This Quonchontaug-type station was built in 1902. It was not the first on this site. The original station was one of the first wave of stations erected on Long Island (NY) in 1849, and was replaced by an 1876-type station in 1876. The 1902 station remained in service until 1944, when it was decommissioned.
The station house remained abandoned until 1966. The town wanted it removed from the beach, so Joel Carmichael purchased the station for one dollar and moved it up onto the bluff above. There it remained a family residence until the death of Mr. Carmichael in 2006. The family then decided to give the station back to the town, and in 2007 it was moved back to the original location, in the dunes below the bluff off Atlantic Avenue. This move is the subject of Eileen Torpey’s documentary film, Ocean Keeper. Although placed in the original site, due to shifting sands it is farther from the ocean than previously, thus better protected from the surf. Robert Hefner, East Hampton town’s historic preservation consultant, said that the architecture of the building remains largely intact.

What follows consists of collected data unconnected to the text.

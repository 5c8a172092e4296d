//! Code-index tool family: regex text search and import discovery.

use crate::core::{ToolError, ToolResult};
use crate::io::reader::read_text_lossy;
use crate::io::walker::FileWalker;
use crate::server::handlers::{arg_bool, arg_str, arg_str_list, arg_usize};
use crate::server::tools::ServerState;
use regex::RegexBuilder;
use serde_json::{json, Map, Value};
use std::collections::BTreeMap;
use std::path::{Path, PathBuf};

/// Candidate files for a search rooted at a path that may be a single file
/// or a directory, capped at the per-operation limit.
fn collect_files(
    root: &Path,
    name_patterns: Vec<String>,
    exclude: Vec<String>,
    state: &ServerState,
) -> ToolResult<Vec<PathBuf>> {
    if root.is_file() {
        return Ok(vec![root.to_path_buf()]);
    }
    if !root.is_dir() {
        return Ok(vec![]);
    }
    let mut files = FileWalker::new(root.to_path_buf())
        .with_name_patterns(name_patterns)
        .with_exclude_patterns(exclude)
        .walk()
        .map_err(|e| ToolError::InvalidPattern(e.to_string()))?;
    files.truncate(state.limits.max_files_per_operation);
    Ok(files)
}

/// `search_text {pattern, path, file_patterns?, exclude?, case_sensitive?,
/// context_lines?}`
pub fn search_text(state: &ServerState, args: &Value) -> ToolResult<Value> {
    let pattern = arg_str(args, "pattern");
    if pattern.is_empty() {
        return Err(ToolError::InvalidPattern("Pattern cannot be empty".to_string()));
    }
    let case_sensitive = arg_bool(args, "case_sensitive", true);
    let context_lines = arg_usize(args, "context_lines", 0);

    let regex = RegexBuilder::new(&pattern)
        .case_insensitive(!case_sensitive)
        .build()
        .map_err(|e| ToolError::InvalidPattern(format!("Invalid regex pattern: {}", e)))?;

    let root = PathBuf::from(arg_str(args, "path"));
    let file_patterns = arg_str_list(args, "file_patterns").unwrap_or_default();
    let exclude = arg_str_list(args, "exclude").unwrap_or_else(|| state.default_exclude.clone());
    let files = collect_files(&root, file_patterns, exclude, state)?;

    let max_results = state.limits.max_results;
    let mut matches = Vec::new();
    let mut files_with_matches = 0usize;
    let mut files_searched = 0usize;

    'files: for path in &files {
        let outcome = match read_text_lossy(path, &state.limits) {
            Ok(outcome) => outcome,
            // Oversized and unreadable files are passed over, not fatal.
            Err(_) => continue,
        };
        files_searched += 1;
        let lines: Vec<&str> = outcome.content.lines().collect();
        let mut matched_in_file = false;

        for (idx, line) in lines.iter().enumerate() {
            for found in regex.find_iter(line) {
                if matches.len() >= max_results {
                    break 'files;
                }
                let mut entry = Map::new();
                entry.insert("file".to_string(), json!(path));
                entry.insert("line".to_string(), json!(idx + 1));
                entry.insert("column".to_string(), json!(found.start() + 1));
                entry.insert("text".to_string(), json!(line));
                entry.insert("match".to_string(), json!(found.as_str()));
                if context_lines > 0 {
                    let start = idx.saturating_sub(context_lines);
                    let end = (idx + 1 + context_lines).min(lines.len());
                    if start < idx {
                        entry.insert("context_before".to_string(), json!(lines[start..idx]));
                    }
                    if idx + 1 < end {
                        entry.insert("context_after".to_string(), json!(lines[idx + 1..end]));
                    }
                }
                matches.push(Value::Object(entry));
                if !matched_in_file {
                    matched_in_file = true;
                    files_with_matches += 1;
                }
            }
        }
    }

    let truncated = matches.len() >= max_results;
    Ok(json!({
        "matches": matches,
        "total_matches": matches.len(),
        "files_searched": files_searched,
        "files_with_matches": files_with_matches,
        "truncated": truncated,
    }))
}

/// `find_import {module, path, exclude?}` — Python import statements that
/// mention the module, flat plus grouped by file.
pub fn find_import(state: &ServerState, args: &Value) -> ToolResult<Value> {
    let module = arg_str(args, "module");
    if module.is_empty() {
        return Err(ToolError::InvalidPattern("Module name cannot be empty".to_string()));
    }

    // import module / from module import x / from pkg import module
    let escaped = regex::escape(&module);
    let combined = format!(
        r"\bimport\s+[\w,\s]*\b{m}\b|\bfrom\s+{m}(?:\.\w+)*\s+import\b|\bfrom\s+\w+(?:\.\w+)*\s+import\s+[\w,\s]*\b{m}\b",
        m = escaped
    );
    let regex = RegexBuilder::new(&combined)
        .build()
        .map_err(|e| ToolError::InvalidPattern(format!("Invalid module pattern: {}", e)))?;

    let root = PathBuf::from(arg_str(args, "path"));
    let exclude = arg_str_list(args, "exclude").unwrap_or_else(|| state.default_exclude.clone());
    let files = collect_files(&root, vec!["*.py".to_string()], exclude, state)?;

    let max_results = state.limits.max_results;
    let mut imports = Vec::new();
    let mut by_file: BTreeMap<String, Vec<Value>> = BTreeMap::new();
    let mut files_searched = 0usize;

    'files: for path in &files {
        let outcome = match read_text_lossy(path, &state.limits) {
            Ok(outcome) => outcome,
            Err(_) => continue,
        };
        files_searched += 1;
        for (idx, line) in outcome.content.lines().enumerate() {
            if regex.is_match(line) {
                if imports.len() >= max_results {
                    break 'files;
                }
                imports.push(json!({
                    "file": path,
                    "line": idx + 1,
                    "text": line,
                }));
                by_file
                    .entry(path.to_string_lossy().to_string())
                    .or_default()
                    .push(json!({"line": idx + 1, "text": line}));
            }
        }
    }

    let truncated = imports.len() >= max_results;
    Ok(json!({
        "module": module,
        "imports": imports,
        "by_file": by_file,
        "total_imports": imports.len(),
        "files_searched": files_searched,
        "files_with_imports": by_file.len(),
        "truncated": truncated,
    }))
}
use anyhow::Result;
use ignore::WalkBuilder;
use std::path::{Path, PathBuf};

/// File enumeration over a directory tree with glob-based exclusion.
///
/// Exclude patterns are matched against individual path components (a bare
/// `venv` prunes any directory named venv) and against file names
/// (`*.egg-info`). Results are sorted for deterministic downstream output.
pub struct FileWalker {
    root: PathBuf,
    extensions: Vec<String>,
    name_patterns: Vec<String>,
    exclude_patterns: Vec<String>,
}

impl FileWalker {
    pub fn new(root: PathBuf) -> Self {
        Self {
            root,
            extensions: vec![],
            name_patterns: vec![],
            exclude_patterns: vec![],
        }
    }

    /// Restrict results to the given file extensions (without the dot).
    pub fn with_extensions(mut self, extensions: &[&str]) -> Self {
        self.extensions = extensions.iter().map(|e| e.to_string()).collect();
        self
    }

    /// Restrict results to file names matching any of the given globs.
    pub fn with_name_patterns(mut self, patterns: Vec<String>) -> Self {
        self.name_patterns = patterns;
        self
    }

    pub fn with_exclude_patterns(mut self, patterns: Vec<String>) -> Self {
        self.exclude_patterns = patterns;
        self
    }

    /// Walk the tree and collect matching files, sorted by path.
    ///
    /// The caller applies any per-operation count limit; the walker itself
    /// enumerates everything so that skipped files can be reported rather
    /// than silently dropped.
    pub fn walk(&self) -> Result<Vec<PathBuf>> {
        let exclude = compile_globs(&self.exclude_patterns)?;
        let include = compile_globs(&self.name_patterns)?;

        let mut files = Vec::new();
        let walker = WalkBuilder::new(&self.root)
            .hidden(false)
            .standard_filters(false)
            .filter_entry(move |entry| {
                let name = entry.file_name().to_string_lossy();
                !exclude.iter().any(|p| p.matches(&name))
            })
            .build();

        for entry in walker {
            let entry = entry?;
            let path = entry.path();
            if path.is_file() && self.should_process(path, &include) {
                files.push(path.to_path_buf());
            }
        }

        files.sort();
        Ok(files)
    }

    fn should_process(&self, path: &Path, include: &[glob::Pattern]) -> bool {
        if !self.extensions.is_empty() {
            let matches_ext = path
                .extension()
                .map(|ext| {
                    let ext = ext.to_string_lossy();
                    self.extensions.iter().any(|e| e == ext.as_ref())
                })
                .unwrap_or(false);
            if !matches_ext {
                return false;
            }
        }

        if !include.is_empty() {
            let name = path
                .file_name()
                .map(|n| n.to_string_lossy().to_string())
                .unwrap_or_default();
            if !include.iter().any(|p| p.matches(&name)) {
                return false;
            }
        }

        true
    }
}

fn compile_globs(patterns: &[String]) -> Result<Vec<glob::Pattern>> {
    patterns
        .iter()
        .map(|p| glob::Pattern::new(p).map_err(|e| anyhow::anyhow!("bad glob '{}': {}", p, e)))
        .collect()
}

/// Enumerate Python source files under `root` honoring exclude globs.
pub fn find_python_files(root: &Path, exclude: &[String]) -> Result<Vec<PathBuf>> {
    FileWalker::new(root.to_path_buf())
        .with_extensions(&["py", "pyw"])
        .with_exclude_patterns(exclude.to_vec())
        .walk()
}
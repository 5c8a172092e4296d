//! `legacymap report` — prioritized migration report.

use crate::commands::{emit, exit_code};
use crate::server::tools::{dispatch, ServerState};
use anyhow::Result;
use serde_json::json;
use std::path::PathBuf;

pub fn handle_report(
    state: &ServerState,
    path: PathBuf,
    exclude: Option<Vec<String>>,
    output: Option<PathBuf>,
) -> Result<i32> {
    let mut args = json!({"path": path});
    if let Some(exclude) = exclude {
        args["exclude"] = json!(exclude);
    }
    let response = dispatch(state, "migration_report", &args);
    emit(&response, output.as_ref())?;
    Ok(exit_code(&response))
}
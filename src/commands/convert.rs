//! `legacymap convert` — in-place conversion of one file.

use crate::commands::{emit, exit_code};
use crate::server::tools::{dispatch, ServerState};
use anyhow::Result;
use serde_json::json;
use std::path::PathBuf;

pub fn handle_convert(
    state: &ServerState,
    file: PathBuf,
    no_backup: bool,
    dry_run: bool,
) -> Result<i32> {
    let args = json!({
        "file_path": file,
        "backup": !no_backup,
        "dry_run": dry_run,
    });
    let response = dispatch(state, "convert_file", &args);
    emit(&response, None)?;
    Ok(exit_code(&response))
}
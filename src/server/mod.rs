//! The stdio tool server: JSON-RPC transport, tool dispatch, and the
//! uniform response envelope.

pub mod envelope;
pub mod handlers;
pub mod stdio;
pub mod tools;

pub use envelope::{ErrorDetail, ToolResponse};
pub use stdio::run_stdio;
pub use tools::{ServerState, ToolKind};
//! Syntax-rewriting capabilities.
//!
//! The actual Python 2 → 3 rewrite rules live in an external tool; this
//! module wraps it behind the `SyntaxRewriter` trait so the conversion
//! engine can be driven by a stub in tests and callers can observe
//! availability instead of failing on first use.

use crate::core::{ToolError, ToolResult};
use once_cell::sync::Lazy;
use regex::Regex;
use std::fs;
use std::io::Write;
use std::path::PathBuf;
use std::process::Command;

/// An injected capability that turns legacy-dialect source into modern
/// source. Implementations own the rewrite rules; the engine owns
/// orchestration, diffing, and re-validation.
pub trait SyntaxRewriter {
    fn name(&self) -> &str;
    fn is_available(&self) -> bool;
    fn rewrite(&self, source: &str) -> ToolResult<String>;
}

/// The `2to3` command-line tool, located at process start.
pub struct External2to3 {
    program: Option<PathBuf>,
}

impl External2to3 {
    pub fn discover() -> Self {
        let program = which::which("2to3").ok();
        match &program {
            Some(path) => log::debug!("found 2to3 at {}", path.display()),
            None => log::warn!("2to3 not found; conversion tools will be unavailable"),
        }
        Self { program }
    }
}

impl SyntaxRewriter for External2to3 {
    fn name(&self) -> &str {
        "2to3"
    }

    fn is_available(&self) -> bool {
        self.program.is_some()
    }

    fn rewrite(&self, source: &str) -> ToolResult<String> {
        let program = self
            .program
            .as_ref()
            .ok_or_else(|| ToolError::MissingDependency("2to3".to_string()))?;

        // 2to3 rewrites in place, so stage the source in a temp file; the
        // file unlinks itself on every exit path.
        let mut tmp = tempfile::Builder::new()
            .suffix(".py")
            .tempfile()
            .map_err(|e| ToolError::io("<tempfile>", &e))?;
        tmp.write_all(source.as_bytes())
            .map_err(|e| ToolError::io(tmp.path(), &e))?;
        tmp.flush().map_err(|e| ToolError::io(tmp.path(), &e))?;

        let output = Command::new(program)
            .arg("-w")
            .arg("-n")
            .arg(tmp.path())
            .output()
            .map_err(|e| ToolError::io(program, &e))?;

        if !output.status.success() {
            let stderr = String::from_utf8_lossy(&output.stderr);
            return Err(ToolError::ParseError {
                line: 0,
                message: format!("2to3 failed: {}", stderr.trim()),
            });
        }

        fs::read_to_string(tmp.path()).map_err(|e| ToolError::io(tmp.path(), &e))
    }
}

static PRINT_STATEMENT: Lazy<Regex> =
    Lazy::new(|| Regex::new(r"^(\s*)print\s+(.+?)(\s*#.*)?$").expect("invalid print pattern"));

/// Built-in line-by-line rewrite of Python 2 print statements into print()
/// calls. Narrower than the external tool but always available.
pub fn convert_print_statements(code: &str) -> String {
    code.split('\n')
        .map(convert_print_line)
        .collect::<Vec<_>>()
        .join("\n")
}

fn convert_print_line(line: &str) -> String {
    let caps = match PRINT_STATEMENT.captures(line) {
        Some(caps) => caps,
        None => return line.to_string(),
    };
    let content = caps[2].trim_end();
    // Already a function call
    if content.starts_with('(') {
        return line.to_string();
    }
    let indent = &caps[1];
    let comment = caps.get(3).map(|m| m.as_str()).unwrap_or("");

    // A trailing comma suppressed the newline in Python 2
    match content.strip_suffix(',') {
        Some(stripped) => format!("{}print({}, end=' '){}", indent, stripped.trim_end(), comment),
        None => format!("{}print({}){}", indent, content, comment),
    }
}
pub mod errors;
pub mod types;

pub use errors::{ToolError, ToolResult};
pub use types::{
    Category, ConversionDelta, CorpusSummary, DirectoryScan, FileError, FileScanResult, LineIssue,
    RiskSeverity, RuntimeRiskFlag, Severity, SkipReason, SkippedFile,
};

The future of the former Life-Saving Station now rests with the Amagansett Life-Saving and Coast Guard Society, Inc. (ALSCGS) who was given the task from the East Hampton Town Board. The Amagansett Life-Saving and Coast Guard Restoration Committee raised the necessary funds to have completed in 2011 a historic structure report on the building. This report will guide the restoration process, which seeks to return the station to its 1902 appearance. Once restored, the building will accommodate a museum, an office for town lifeguards, and public meeting spaces. Committee Chairman David Lys reported in March 2014 that exterior work was nearly completed: a new deck, boat room doors, chimney, handmade glass windows and shingling have been installed. Interior work is well underway, and is due be completed by the end of 2015.
The Society has also acquired two surfboats for display in the station boat room. Peter Garnham of the ALSCGS reported in February of 2015 that a Monomoy surfboat was donated to Amagansett by the U. S. Merchant Marine Academy in Kings Point, NY. Also, Amagansett will be receiving a Beebe surfboat, the last one known to exist. This boat will undergo a complete restoration in Greenport, NY, home of Frederick Beebe’s original boatyard, before being placed in the Amagansett LSS boat room. The Beebe surfboat, which spent its working life nearby at the New Shoreham station on Block Island, RI, is owned by the National Parks Service and will be on loan to the ALSCGS.